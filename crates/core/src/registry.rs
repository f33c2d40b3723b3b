// Handle registry mapping opaque managed-side handles to native streams

use crate::stream::AudioIOStream;
use parking_lot::RwLock;
use std::collections::HashMap;
use std::num::NonZeroI64;
use std::sync::atomic::{AtomicI64, Ordering};
use std::sync::Arc;

/// Opaque stream handle stored by the managed caller.
///
/// Never an address. Raw value `0` is reserved as the "no handle" sentinel.
#[derive(Debug, Clone, Copy, PartialEq, Eq, Hash, PartialOrd, Ord)]
pub struct Handle(NonZeroI64);

impl Handle {
    /// Raw value the managed side stores when it holds no stream
    pub const NONE: i64 = 0;

    pub fn from_raw(raw: i64) -> Option<Self> {
        NonZeroI64::new(raw).map(Handle)
    }

    pub fn as_raw(self) -> i64 {
        self.0.get()
    }
}

impl std::fmt::Display for Handle {
    fn fmt(&self, f: &mut std::fmt::Formatter<'_>) -> std::fmt::Result {
        write!(f, "{}", self.0)
    }
}

// Shared by every registry so a handle is never reissued within the process,
// even after the native state is torn down and rebuilt
static NEXT_HANDLE: AtomicI64 = AtomicI64::new(1);

/// Process-wide table of live streams.
///
/// Handles come from a monotonically increasing process-wide counter and are
/// never reissued, so a stale handle resolves to nothing rather than to
/// another stream. The table has its own lock; lookups never wait on a
/// stream's lifecycle lock.
pub struct NativeHandleRegistry {
    streams: RwLock<HashMap<Handle, Arc<AudioIOStream>>>,
}

impl NativeHandleRegistry {
    pub fn new() -> Self {
        Self {
            streams: RwLock::new(HashMap::new()),
        }
    }

    pub(crate) fn issue_handle(&self) -> Handle {
        loop {
            let raw = NEXT_HANDLE.fetch_add(1, Ordering::Relaxed);
            if let Some(handle) = Handle::from_raw(raw) {
                return handle;
            }
        }
    }

    /// Register a stream and return its handle.
    ///
    /// A stream is registered at most once; registering it again returns the
    /// handle it already has. The stream unregisters itself on release.
    pub fn register(self: &Arc<Self>, stream: Arc<AudioIOStream>) -> Handle {
        let entry = stream.clone();
        stream.bind_registry(self, |handle| {
            self.streams.write().insert(handle, entry);
            log::debug!("Registered stream handle {}", handle);
        })
    }

    pub fn resolve(&self, handle: Handle) -> Option<Arc<AudioIOStream>> {
        self.streams.read().get(&handle).cloned()
    }

    pub fn unregister(&self, handle: Handle) -> Option<Arc<AudioIOStream>> {
        let removed = self.streams.write().remove(&handle);
        if removed.is_some() {
            log::debug!("Unregistered stream handle {}", handle);
        }
        removed
    }

    pub fn len(&self) -> usize {
        self.streams.read().len()
    }

    pub fn is_empty(&self) -> bool {
        self.streams.read().is_empty()
    }

    /// Release every registered stream (library unload).
    pub fn release_all(&self) {
        let streams: Vec<_> = self.streams.write().drain().collect();
        if !streams.is_empty() {
            log::info!("Releasing {} remaining streams", streams.len());
        }
        for (handle, stream) in streams {
            if let Err(e) = stream.release() {
                log::error!("Failed to release stream {}: {}", handle, e);
            }
        }
    }
}

impl Default for NativeHandleRegistry {
    fn default() -> Self {
        Self::new()
    }
}

#[cfg(test)]
mod tests {
    use super::*;
    use crate::config::AudioIOBuilder;
    use crate::mock::MockBackend;
    use crate::state::StreamState;
    use std::collections::HashSet;
    use std::thread;

    fn new_stream(backend: &Arc<MockBackend>) -> Arc<AudioIOStream> {
        Arc::new(AudioIOStream::create(AudioIOBuilder::new(), backend.clone()))
    }

    #[test]
    fn test_handles_are_monotonic_and_distinct() {
        let backend = Arc::new(MockBackend::new());
        let registry = Arc::new(NativeHandleRegistry::new());

        let handles: Vec<Handle> = (0..32)
            .map(|_| registry.register(new_stream(&backend)))
            .collect();

        assert!(handles.windows(2).all(|pair| pair[0] < pair[1]));
        assert_eq!(registry.len(), 32);
        for handle in &handles {
            assert!(registry.resolve(*handle).is_some());
        }
    }

    #[test]
    fn test_register_twice_keeps_first_handle() {
        let backend = Arc::new(MockBackend::new());
        let registry = Arc::new(NativeHandleRegistry::new());
        let stream = new_stream(&backend);

        let first = registry.register(stream.clone());
        let second = registry.register(stream.clone());

        assert_eq!(first, second);
        assert_eq!(registry.len(), 1);
        assert_eq!(stream.handle(), Some(first));
    }

    #[test]
    fn test_released_handle_is_never_reused() {
        let backend = Arc::new(MockBackend::new());
        let registry = Arc::new(NativeHandleRegistry::new());

        let old = registry.register(new_stream(&backend));
        registry.resolve(old).unwrap().release().unwrap();
        assert!(registry.resolve(old).is_none());

        let new = registry.register(new_stream(&backend));
        assert_ne!(old, new);
        assert!(registry.resolve(old).is_none());
    }

    #[test]
    fn test_released_stream_is_not_registered() {
        let backend = Arc::new(MockBackend::new());
        let registry = Arc::new(NativeHandleRegistry::new());
        let stream = new_stream(&backend);
        stream.release().unwrap();

        let handle = registry.register(stream);
        assert!(registry.resolve(handle).is_none());
        assert!(registry.is_empty());
    }

    #[test]
    fn test_concurrent_registration() {
        let backend = Arc::new(MockBackend::new());
        let registry = Arc::new(NativeHandleRegistry::new());

        let workers: Vec<_> = (0..8)
            .map(|_| {
                let registry = registry.clone();
                let backend = backend.clone();
                thread::spawn(move || {
                    (0..50)
                        .map(|_| registry.register(new_stream(&backend)))
                        .collect::<Vec<_>>()
                })
            })
            .collect();

        let mut seen = HashSet::new();
        for worker in workers {
            for handle in worker.join().unwrap() {
                assert!(seen.insert(handle), "handle {} issued twice", handle);
            }
        }
        assert_eq!(seen.len(), 400);
        assert_eq!(registry.len(), 400);
    }

    #[test]
    fn test_release_all_empties_registry() {
        let backend = Arc::new(MockBackend::new());
        let registry = Arc::new(NativeHandleRegistry::new());
        let stream = new_stream(&backend);
        let handle = registry.register(stream.clone());
        stream.open().unwrap();

        registry.release_all();

        assert!(registry.resolve(handle).is_none());
        assert_eq!(stream.state(), StreamState::Released);
        assert_eq!(backend.open_count(), backend.close_count());
    }

    #[test]
    fn test_new_registry_never_reissues_old_handles() {
        let backend = Arc::new(MockBackend::new());
        let first = Arc::new(NativeHandleRegistry::new());
        let stale = first.register(new_stream(&backend));
        first.release_all();
        drop(first);

        let second = Arc::new(NativeHandleRegistry::new());
        let fresh = second.register(new_stream(&backend));

        assert!(fresh > stale);
        assert!(second.resolve(stale).is_none());
    }

    #[test]
    fn test_sentinel_is_not_a_handle() {
        assert!(Handle::from_raw(Handle::NONE).is_none());
        assert_eq!(Handle::from_raw(7).map(Handle::as_raw), Some(7));
    }
}
// Process-wide native state: the adapter (registry + backend) and the init flag

use crate::adapter::{BoundaryAdapter, HandleField};
use crate::status::BoundaryError;
use audioio_core::{AudioIOBuilder, Handle, NativeAudioBackend};
use once_cell::sync::Lazy;
use parking_lot::RwLock;
use std::sync::Arc;

// The only global mutable state in the library
static NATIVE_STATE: Lazy<RwLock<Option<BoundaryAdapter>>> = Lazy::new(|| RwLock::new(None));

/// Install the process state once. Returns `false` if it already existed.
pub fn init<B>(make_backend: B) -> bool
where
    B: FnOnce() -> Arc<dyn NativeAudioBackend>,
{
    let mut state = NATIVE_STATE.write();
    if state.is_some() {
        log::debug!("Native state already initialized");
        return false;
    }

    *state = Some(BoundaryAdapter::new(make_backend()));
    log::info!("Native state initialized");
    true
}

pub fn is_initialized() -> bool {
    NATIVE_STATE.read().is_some()
}

/// Clone of the adapter; the global lock is not held while streams work.
pub fn adapter() -> Result<BoundaryAdapter, BoundaryError> {
    NATIVE_STATE
        .read()
        .clone()
        .ok_or(BoundaryError::NotInitialized)
}

/// Create a stream for `field`, or store the 0 sentinel when there is no
/// process state or the request could not be read.
pub fn create<F: HandleField>(
    field: &mut F,
    request: Result<AudioIOBuilder, BoundaryError>,
) -> Result<Handle, BoundaryError> {
    let prepared = adapter().and_then(|adapter| request.map(|request| (adapter, request)));
    match prepared {
        Ok((adapter, request)) => adapter.create(field, request),
        Err(e) => {
            if let Err(store_error) = field.store(Handle::NONE) {
                log::error!("Failed to clear stream handle: {}", store_error);
            }
            Err(e)
        }
    }
}

/// Release every stream and drop the process state (library unload).
pub fn teardown() {
    let state = NATIVE_STATE.write().take();
    if let Some(adapter) = state {
        adapter.registry().release_all();
        log::info!("Native state torn down");
    }
}

#[cfg(test)]
mod tests {
    use super::*;
    use crate::status::StatusCode;
    use audioio_core::mock::MockBackend;
    use audioio_core::StreamState;

    // Single test: the state is process-global
    #[test]
    fn test_init_teardown_reinit_never_reissues_handles() {
        teardown();
        assert!(matches!(adapter(), Err(BoundaryError::NotInitialized)));

        // Before init, create clears whatever the field held
        let mut early: i64 = 99;
        assert!(matches!(
            create(&mut early, Ok(AudioIOBuilder::new())),
            Err(BoundaryError::NotInitialized)
        ));
        assert_eq!(early, Handle::NONE);

        let backend = Arc::new(MockBackend::new());
        let first: Arc<dyn NativeAudioBackend> = backend.clone();
        assert!(init(move || first));
        assert!(!init(|| Arc::new(MockBackend::new()) as Arc<dyn NativeAudioBackend>));
        assert!(is_initialized());

        let mut unreadable: i64 = 42;
        let malformed = Err(BoundaryError::MalformedBuilder("format: missing".to_string()));
        assert!(create(&mut unreadable, malformed).is_err());
        assert_eq!(unreadable, Handle::NONE);

        let mut field = Handle::NONE;
        create(&mut field, Ok(AudioIOBuilder::new())).unwrap();
        let adapter = adapter().unwrap();
        adapter.open(&mut field);
        assert_eq!(backend.open_count(), 1);

        teardown();
        assert!(!is_initialized());
        assert_eq!(backend.close_count(), 1);
        assert!(adapter.registry().is_empty());

        // The managed object still holds its old handle across re-init
        let mut stale = field.load().unwrap();
        assert_ne!(stale, Handle::NONE);
        assert!(init(|| Arc::new(MockBackend::new()) as Arc<dyn NativeAudioBackend>));
        let rebuilt = super::adapter().unwrap();
        let mut fresh = Handle::NONE;
        rebuilt.create(&mut fresh, AudioIOBuilder::new()).unwrap();

        assert_ne!(fresh, stale);
        assert_eq!(rebuilt.state(&mut stale), StatusCode::InvalidHandle.code());
        assert_eq!(rebuilt.open(&mut stale), StatusCode::InvalidHandle);
        assert_eq!(rebuilt.state(&mut fresh), StreamState::Created.code());
        teardown();
    }
}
***
The answer should consist of every line above in which "StreamState" appears.

(Reply to the exercise):
    use crate::state::StreamState;
        assert_eq!(stream.state(), StreamState::Released);
    use audioio_core::StreamState;
        assert_eq!(rebuilt.state(&mut fresh), StreamState::Created.code());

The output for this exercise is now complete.